Mas o que sabíamos nós da vida real? Aos 17 anos entrei para a Faculdade
sem fazer a mínima ideia do que isso fosse. Aos 19 casei-me, ainda
completamente em branco (e não me refiro só à cor do vestido). Só seis
anos, três filhos e centenas de livros mais tarde é que resolvi arrumar os
meus valores como quem arruma um guarda-vestidos. Isto não, isto não se
usa, isto não gosto, isto sim, isto seguramente, isto talvez. Os preconceitos
foram os primeiros a desandar, assim como todos os itens que à pergunta
porquê só me tinham respondido porque sim ou, pior, porque sempre foi
assim. E eu, tumba, lixo, se sempre foi assim é altura de deixar de ser e
começar a abrir caminho às gerações futuras (ainda não sabia que entre os
meus 12 netos se contariam nove mulheres). Ouvi ontem uma jovem a
dizer, a revolução que nós fizemos nos últimos anos. Não, meu amor: a
revolução que NÓS fizemos nos últimos 50 anos. Mas não interessa quem
fez o quê. É preciso é que tenha sido feito. E que seja feito. Eu fiz tudo,
quando ainda não era suposto. Quando descobri que ser livre era acreditar
em mim própria, nos meus poucos, mas bons, valores pessoais. Depois
foram as circunstâncias da vida. A alegria de mais um filho, erros, acertos,
disparates, generosidades, ingenuidades, tudo muito bom para aprender
alguma coisa. Tudo muito bom. Aprender é a palavra-chave e dou por mal
empregue o dia em que não aprendo nada. Ainda espero aprender muita
coisa, agora que decidi que a Bíblia é uma metáfora da vida humana e
posso glosar essa descoberta até, praticamente, ao infinito.

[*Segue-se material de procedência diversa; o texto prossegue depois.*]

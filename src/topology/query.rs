//! Exhaustive-scan queries over the live triangles of a [`Mesh`].
//!
//! Every query visits triangles in arena order, which is also the tie-break
//! order where one is needed.

use crate::geometry::Coordinate;

use super::{Mesh, Segment, TriangleId, VertexId};

/// The mesh edge nearest to a query point.
#[derive(Debug, Clone, Copy, PartialEq)]
pub struct NearestEdge {
    /// The edge, as a pair of vertex handles.
    pub edge: Segment,
    /// The triangle the edge was measured on.
    pub triangle: TriangleId,
    /// Planar distance from the query point to the edge.
    pub distance: f64,
}

impl Mesh {
    /// Returns the first triangle strictly containing `point`.
    ///
    /// Points exactly on an edge are not found.
    #[must_use]
    pub fn locate_containing(&self, point: Coordinate) -> Option<TriangleId> {
        self.triangles()
            .find(|(_, data)| data.shape().contains(point))
            .map(|(id, _)| id)
    }

    /// Returns the first triangle containing `point`, edges included.
    ///
    /// For lookups on a finished mesh; insertion uses
    /// [`Mesh::locate_containing`].
    #[must_use]
    pub fn locate_containing_inclusive(&self, point: Coordinate) -> Option<TriangleId> {
        self.triangles()
            .find(|(_, data)| data.shape().contains_inclusive(point))
            .map(|(id, _)| id)
    }

    /// Returns the first triangle having both endpoints of `edge` as corners.
    #[must_use]
    pub fn find_any_triangle_on_edge(&self, edge: &Segment) -> Option<TriangleId> {
        self.triangles()
            .find(|(_, data)| data.shares_edge(edge))
            .map(|(id, _)| id)
    }

    /// Returns the edge nearest to `point` over all triangles.
    ///
    /// `None` only for an empty mesh.
    #[must_use]
    pub fn nearest_edge(&self, point: Coordinate) -> Option<NearestEdge> {
        let mut best: Option<NearestEdge> = None;
        for (id, data) in self.triangles() {
            let local = data.shape().nearest_edge(point);
            if best.is_some_and(|b| b.distance <= local.distance) {
                continue;
            }
            let (i, j) = local.edge.corners();
            let vertices = data.vertices();
            best = Some(NearestEdge {
                edge: Segment::new(vertices[i], vertices[j]),
                triangle: id,
                distance: local.distance,
            });
        }
        best
    }

    /// Removes every triangle having `vertex` as a corner and returns how
    /// many were removed.
    ///
    /// Surviving neighbors lose their references to the removed triangles,
    /// so they become boundary edges.
    pub fn purge_using_vertex(&mut self, vertex: VertexId) -> usize {
        self.retain_triangles(|data| !data.has_vertex(vertex))
    }

    /// Returns every triangle having `vertex` as a corner.
    #[cfg(test)]
    #[must_use]
    pub(crate) fn triangles_using_vertex(&self, vertex: VertexId) -> Vec<TriangleId> {
        self.triangles()
            .filter(|(_, data)| data.has_vertex(vertex))
            .map(|(id, _)| id)
            .collect()
    }
}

Pois é. Eu achava, pobre de mim, que era poetisa. Ainda não sabia que
estava só a tirar apontamentos para o que havia de fazer mais tarde. A
ganhar intimidade, cumplicidade com as palavras. Também escrevia
crónicas e contos e recados à mulher-a-dias. E de repente, aos 63 anos,
renasci. Cresceu-me uma alma de romancista e vá de escrever dez
romances em 12 anos, mais um livro de contos (Os Linhos da Avó) e sete ou
oito livros infantis. (Esta não é a minha área, mas não sei porquê, pedem-
me livros infantis. Ainda não escrevi nenhum que me procurasse como
acontece com os romances para adultos, que vêm de noite ou quando vou
no comboio e se me insinuam nos interstícios do cérebro, e me atiram para
outra dimensão e me fazem sorrir por dentro o tempo todo e me tornam
mais disponível, mais alegre, mais nova).

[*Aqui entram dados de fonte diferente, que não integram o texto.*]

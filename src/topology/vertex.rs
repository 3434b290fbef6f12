slotmap::new_key_type! {
    /// Unique identifier for a vertex in the mesh.
    ///
    /// Vertices are identified by handle, not by position: two equal
    /// coordinates added separately are distinct vertices.
    pub struct VertexId;
}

Isto da idade também tem a sua graça. Por fora, realmente, nota-se muito.
Mas eu pouco olho para o espelho e esqueço-me dessa história da imagem.

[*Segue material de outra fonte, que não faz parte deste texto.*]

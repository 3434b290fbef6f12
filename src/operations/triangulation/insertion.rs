use tracing::{debug, warn};

use crate::error::TopologyError;
use crate::topology::{Mesh, Segment, TriangleId, VertexId};

use super::legalize::legalize;

/// How a vertex entered the mesh.
#[derive(Debug, Clone, Copy, PartialEq, Eq)]
pub enum InsertionKind {
    /// The vertex was strictly inside a triangle, which was split in three.
    Interior,
    /// The vertex was on an edge; the two triangles sharing it were split
    /// into four.
    EdgeSplit,
}

/// Summary of a single vertex insertion.
#[derive(Debug, Clone, Copy, PartialEq, Eq)]
pub struct InsertionOutcome {
    pub kind: InsertionKind,
    /// Edge flips performed while legalizing.
    pub flips: usize,
}

/// Inserts an existing mesh vertex into the triangulation and legalizes the
/// edges around it.
///
/// # Errors
///
/// Returns [`TopologyError::DegenerateBoundaryInsertion`] if the vertex lies
/// on an edge with only one adjacent triangle, or another topology error if
/// the mesh adjacency is inconsistent.
pub fn insert_vertex(mesh: &mut Mesh, vertex: VertexId) -> Result<InsertionOutcome, TopologyError> {
    let point = mesh.vertex(vertex)?;

    let (kind, pending) = if let Some(host) = mesh.locate_containing(point) {
        (InsertionKind::Interior, split_triangle(mesh, host, vertex)?)
    } else {
        // On an edge, either exactly or through rounding.
        debug!(x = point.x, y = point.y, "point not strictly inside any triangle, splitting nearest edge");
        (InsertionKind::EdgeSplit, split_edge(mesh, vertex)?)
    };

    let flips = legalize(mesh, vertex, &pending)?;
    Ok(InsertionOutcome { kind, flips })
}

/// Replaces `host` with the three triangles `(a, b, p)`, `(b, c, p)`,
/// `(c, a, p)` and returns them paired with their outer edges.
fn split_triangle(
    mesh: &mut Mesh,
    host: TriangleId,
    point: VertexId,
) -> Result<Vec<(TriangleId, Segment)>, TopologyError> {
    let old = mesh.remove_triangle(host)?;
    let [a, b, c] = old.vertices();

    let mut fan = Vec::with_capacity(3);
    for (start, end) in [(a, b), (b, c), (c, a)] {
        let data = mesh.make_triangle(start, end, point)?;
        fan.push((mesh.add_triangle(data), Segment::new(start, end)));
    }

    for (i, &(id, outer)) in fan.iter().enumerate() {
        let (next, next_outer) = fan[(i + 1) % fan.len()];
        // Consecutive fan triangles share the spoke to the next start corner.
        mesh.link(id, &Segment::new(next_outer.a(), point), Some(next))?;
        mesh.link(id, &outer, old.opposite_neighbor(&outer))?;
    }

    Ok(fan)
}

/// Splits the edge nearest to `point` and the two triangles sharing it into
/// four triangles around `point`, returned paired with their outer edges.
fn split_edge(
    mesh: &mut Mesh,
    point: VertexId,
) -> Result<Vec<(TriangleId, Segment)>, TopologyError> {
    let position = mesh.vertex(point)?;
    let nearest = mesh
        .nearest_edge(position)
        .ok_or_else(|| TopologyError::EntityNotFound("triangle".into()))?;
    let edge = nearest.edge;

    let first = mesh
        .find_any_triangle_on_edge(&edge)
        .ok_or_else(|| TopologyError::EntityNotFound("triangle on nearest edge".into()))?;
    let Some(second) = mesh.triangle(first)?.opposite_neighbor(&edge) else {
        warn!(x = position.x, y = position.y, "nearest edge has a single adjacent triangle");
        return Err(TopologyError::DegenerateBoundaryInsertion {
            x: position.x,
            y: position.y,
        });
    };

    let not_on_edge = |id: TriangleId, mesh: &Mesh| -> Result<VertexId, TopologyError> {
        mesh.triangle(id)?
            .non_edge_vertex(&edge)
            .ok_or_else(|| TopologyError::NotAnEdge(format!("{edge:?}")))
    };
    let first_apex = not_on_edge(first, mesh)?;
    let second_apex = not_on_edge(second, mesh)?;

    let old_first = mesh.remove_triangle(first)?;
    let old_second = mesh.remove_triangle(second)?;
    let (u, v) = (edge.a(), edge.b());

    let mut build = |end: VertexId, apex: VertexId| -> Result<(TriangleId, Segment), TopologyError> {
        let data = mesh.make_triangle(end, apex, point)?;
        Ok((mesh.add_triangle(data), Segment::new(end, apex)))
    };
    let quad: [(TriangleId, Segment); 4] = [
        build(u, first_apex)?,
        build(v, first_apex)?,
        build(u, second_apex)?,
        build(v, second_apex)?,
    ];
    let [(t1, _), (t2, _), (t3, _), (t4, _)] = quad;

    mesh.link(t1, &Segment::new(first_apex, point), Some(t2))?;
    mesh.link(t3, &Segment::new(second_apex, point), Some(t4))?;
    mesh.link(t1, &Segment::new(u, point), Some(t3))?;
    mesh.link(t2, &Segment::new(v, point), Some(t4))?;

    for (i, &(id, outer)) in quad.iter().enumerate() {
        let old = if i < 2 { &old_first } else { &old_second };
        mesh.link(id, &outer, old.opposite_neighbor(&outer))?;
    }

    Ok(quad.to_vec())
}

Quando eu estou em processo criativo sinto-me bonita. É como se tivesse
luzinhas na cabeça. Há 45 anos, com aquela soberba muito feminina,
costumava dizer que o meu espelho eram os olhos dos homens. Agora são
os olhos dos meus leitores, sem distinção de sexo, raça, idade ou religião. É
um progresso enorme.
Se isto fosse uma autobiografia teria que dizer que, perto dos 30, comecei a
dizer poesia na televisão e pelos 40 e tais pus-me a fazer umas maluqueiras
em novelas, séries, etc. Também escrevi algumas destas coisas e daqui
senti-me tentada a escrever para o palco, que é uma das coisas mais
consoladoras que existem (outra pessoa diria gratificantes, mas eu, não sei
porquê, embirro com essa palavra). Não há nada mais bonito do que ver as
nossas palavras ganharem vida, e sangue, e alma, pela voz e pelo corpo e
pela inteligência dos actores. Adoro actores. Mas não me atrevo a fazer
teatro porque não aprendi.
Que mais? Ah, as cantigas. Já escrevi mais de mil e 500 e é uma das coisas
mais divertidas que me aconteceu. Ouvir a música e perceber o que é que
vem lá escrito, porque a melodia, como o vento, tem uma alma e é preciso
descobrir o que ela esconde. Depois é uma lotaria. Ou me cantam
maravilhosamente bem ou tristemente mal. Mas há que arriscar e, no
fundo, é só uma cantiga. Irrelevante.
Se isto fosse uma autobiografia teria muitas outras coisas para contar. Mas
não conto. Primeiro, porque não quero. Segundo, porque só me dão este
espaço que, para 75 anos de vida, convenhamos, não é excessivo.